The merged, auto-paginated wardrobe menu in-game — "Select an outfit: (Page 1/2)", listing Next page, Default, Tactical, Sleeveless, Catsuit, Chicken, Default, Metal, and Cancel, with the currently-worn chicken-suit character model visible behind the dialog.

Why it works

Two mechanisms from earlier in this wiki are doing all the real work here:

  • Tables are references, not copies. WifPmcInterior._tOutfits[sHero] = tMerged doesn’t create a parallel “modded” table alongside the original — it is the same table the game’s own costume-change logic reads from, because there’s only ever one _tOutfits table in memory, and every piece of code (yours or the game’s) that touches it is pointing at that same object.
  • Global name lookups happen at call time, not at definition time — the dynamic-typing point from above, applied specifically to function calls. The wardrobe-menu function calls the bare name GetAvailableCostumes(), which Lua resolves through the file’s own environment table at the moment it’s called — not once, when the file first loaded. Reassigning WifPmcInterior.GetAvailableCostumes from outside changes what that lookup finds on the next call, even though the reassignment happened from a completely different script. This was the one genuinely untested assumption going into this — confirmed correct by the result.
New to Lua? Click to expand

If you’re used to languages where functions are compiled once and fixed in place, this is the part that feels like magic and isn’t.
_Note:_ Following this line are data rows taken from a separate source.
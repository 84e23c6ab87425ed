//! In-process rule engine.
//!
//! This module implements the engine call surface of [`crate::abi`] without
//! a native library. It understands enough of the rule-set format for the
//! adapter's contracts to be observable end to end: regex conditions on
//! addresses and key paths, string transformers, `on_match` actions,
//! per-context rule exhaustion, obfuscation, load diagnostics, deadlines
//! and runtime reporting. It is not a general rule engine.
//!
//! ## How the parts work together
//!
//! ```text
//! rule set (RawObject) ── decode ── CompiledRules::new   (compiled_rules.rs)
//!                                        │  rules + address index + LoadReport
//!                                        v
//!                              Arc<Ruleset> (shared by every context)
//!                                        │
//! input (RawObject) ── Node::from_raw ── TriggerInfo::scan (input.rs, trigger.rs)
//!                                        │  triggered rules, declaration order
//!                                        v
//!                         for each rule not yet exhausted:
//!                           - deadline check
//!                           - match_rule                 (matcher.rs)
//!                           - Event::new + obfuscation   (events.rs, obfuscator.rs)
//!                                        │
//!                                        v
//!                          RawRunResult { data: JSON events, actions }
//! ```
//!
//! ## Responsibilities by module
//!
//! - `compiled_rules.rs`: validates rules, compiles regexes, indexes rules by
//!   address and collects load diagnostics.
//! - `input.rs`: the run input as ordered entries; repeated keys are kept.
//! - `trigger.rs`: selects the rules whose addresses are present in a run.
//! - `matcher.rs`: resolves key paths, applies transformers and matches.
//! - `events.rs`: the JSON shape of a match.
//! - `obfuscator.rs`: redacts sensitive values out of matches.
//!
//! ## Run semantics
//!
//! - A rule that matched in a context is exhausted: it is never evaluated
//!   again in that context.
//! - The deadline is checked before each rule. Past it, the run reports a
//!   timeout, its matches are discarded and no rule is exhausted.
//! - Each run only sees its own input; nothing carries over between runs
//!   except exhaustion.

#[path = "engine/compiled_rules.rs"]
mod compiled_rules;
#[path = "engine/events.rs"]
mod events;
#[path = "engine/input.rs"]
mod input;
#[path = "engine/matcher.rs"]
mod matcher;
#[path = "engine/obfuscator.rs"]
mod obfuscator;
#[path = "engine/trigger.rs"]
mod trigger;

use crate::abi::{
    Compiled, CompiledRuleset, Engine, EngineContext, ObfuscatorConfig, RawObject, RawRunResult, ReturnCode,
};
use crate::decoder::decode;
use compiled_rules::{CompiledRules, RuleId};
use events::Event;
use input::Node;
use obfuscator::Obfuscator;
use std::collections::HashSet;
use std::sync::Arc;
use std::time::{Duration, Instant};
use trigger::TriggerInfo;

/// The in-process engine.
#[derive(Debug, Clone, Copy, Default)]
pub struct BuiltinEngine;

impl Engine for BuiltinEngine {
    fn version(&self) -> &str {
        concat!("builtin/", env!("CARGO_PKG_VERSION"))
    }

    fn init(&self, ruleset: &RawObject<'_>, obfuscator: &ObfuscatorConfig) -> Result<Compiled, ReturnCode> {
        let obfuscator = Obfuscator::new(obfuscator).map_err(|err| {
            tracing::warn!(%err, "invalid obfuscator pattern");
            ReturnCode::ERR_INVALID_ARGUMENT
        })?;
        let description = decode(ruleset).map_err(|err| {
            tracing::warn!(%err, "malformed rule set object");
            ReturnCode::ERR_INVALID_OBJECT
        })?;
        let (rules, report) = CompiledRules::new(&description)?;
        Ok(Compiled { ruleset: Arc::new(Ruleset { rules, obfuscator }), info: report.into_raw() })
    }
}

struct Ruleset {
    rules: CompiledRules,
    obfuscator: Obfuscator,
}

impl CompiledRuleset for Ruleset {
    fn required_addresses(&self) -> Vec<String> {
        self.rules.addresses.clone()
    }

    fn context_init(self: Arc<Self>) -> Box<dyn EngineContext> {
        Box::new(BuiltinContext { ruleset: self, exhausted: HashSet::new() })
    }
}

struct BuiltinContext {
    ruleset: Arc<Ruleset>,
    exhausted: HashSet<RuleId>,
}

impl EngineContext for BuiltinContext {
    fn run(&mut self, data: &RawObject<'_>, timeout: Duration) -> Result<RawRunResult, ReturnCode> {
        let start = Instant::now();
        // An unrepresentable deadline is no deadline.
        let deadline = start.checked_add(timeout);

        let Node::Map(input) = Node::from_raw(data).map_err(|_| ReturnCode::ERR_INVALID_OBJECT)? else {
            return Err(ReturnCode::ERR_INVALID_OBJECT);
        };

        let Ruleset { rules, obfuscator } = &*self.ruleset;
        let trigger = TriggerInfo::scan(&input, &rules.index);

        let mut matched = Vec::new();
        let mut events = Vec::new();
        for id in trigger.rules {
            if self.exhausted.contains(&id) {
                continue;
            }
            if deadline.is_some_and(|d| Instant::now() >= d) {
                tracing::debug!(rule = %rules.rules[id].id, "deadline reached");
                return Ok(RawRunResult { timeout: true, total_runtime_ns: elapsed_ns(start), ..RawRunResult::default() });
            }
            let rule = &rules.rules[id];
            if let Some(hits) = matcher::match_rule(rule, &input) {
                events.push(Event::new(rule, hits, obfuscator));
                matched.push(id);
            }
        }

        if events.is_empty() {
            return Ok(RawRunResult { total_runtime_ns: elapsed_ns(start), ..RawRunResult::default() });
        }

        let mut actions: Vec<&str> = Vec::new();
        for action in matched.iter().flat_map(|&id| &rules.rules[id].on_match) {
            if !actions.contains(&action.as_str()) {
                actions.push(action);
            }
        }
        let actions = RawObject::array(
            actions.into_iter().map(|a| RawObject::string(a.as_bytes().to_vec())).collect::<Vec<_>>(),
        );

        let data = serde_json::to_vec(&events).map_err(|err| {
            tracing::warn!(%err, "could not serialize match events");
            ReturnCode::ERR_INTERNAL
        })?;
        self.exhausted.extend(matched);

        Ok(RawRunResult { timeout: false, data: Some(data), actions, total_runtime_ns: elapsed_ns(start) })
    }
}

/// Never 0, so a completed run always reports some runtime.
fn elapsed_ns(start: Instant) -> u64 {
    u64::try_from(start.elapsed().as_nanos()).unwrap_or(u64::MAX).max(1)
}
In Lua, a “function call” like GetAvailableCostumes() is really just “look up this name, right now, in the current environment, and call whatever’s there.” There’s no special binding that locks it to one specific piece of code forever — it’s exactly as changeable as any other table field, because under the hood, that’s all it is: a table field that happens to hold a function instead of a number or a string.

Known limitations

  • Doesn’t survive a full game restart. The outfit choice does persist through loading screens within a session (this override reapplies via OnLoad, so it’s re-established every level load), but nothing here writes to save data — it’s purely live, in-memory state, same as everything else in this wiki. Not a bug, just worth knowing going in.
  • One merged entry is silently unavailable through the normal menu — the original menu-building logic always excludes one specific position unless a cheat code was entered, and that logic wasn’t touched. Exactly which outfit lands there after merging isn’t guaranteed stable, since Lua doesn’t guarantee iteration order over this kind of table.
  • Untested: true multiplayer, non-host client. The wardrobe-menu function calls a different, native/engine-level availability check on the client path than the one this override replaces (which only applies on the host/server path). A non-host client in a real multiplayer session would likely still see the original, gated list. Untested; flagging honestly rather than guessing.

The general pattern

If you want to apply this same technique to a different piece of game logic:

  1. Find the actual gate/data, not just the function that visibly does the thing. Here, the real obstacle wasn’t the menu-building function at all — it was one small accessor two calls away.
  2. Prefer merging into existing live tables over replacing functions. Every function downstream of the outfit table kept working, unmodified, because they all re-read it fresh. Full-function replacement should be a last resort, not a first attempt — see wrong turn 2.
  3. Read every function you’re not changing just as carefully as the one you are. The co-op branch and the tutorial-dialog special case were never touched precisely because they were read and understood well enough to know they didn’t need to be.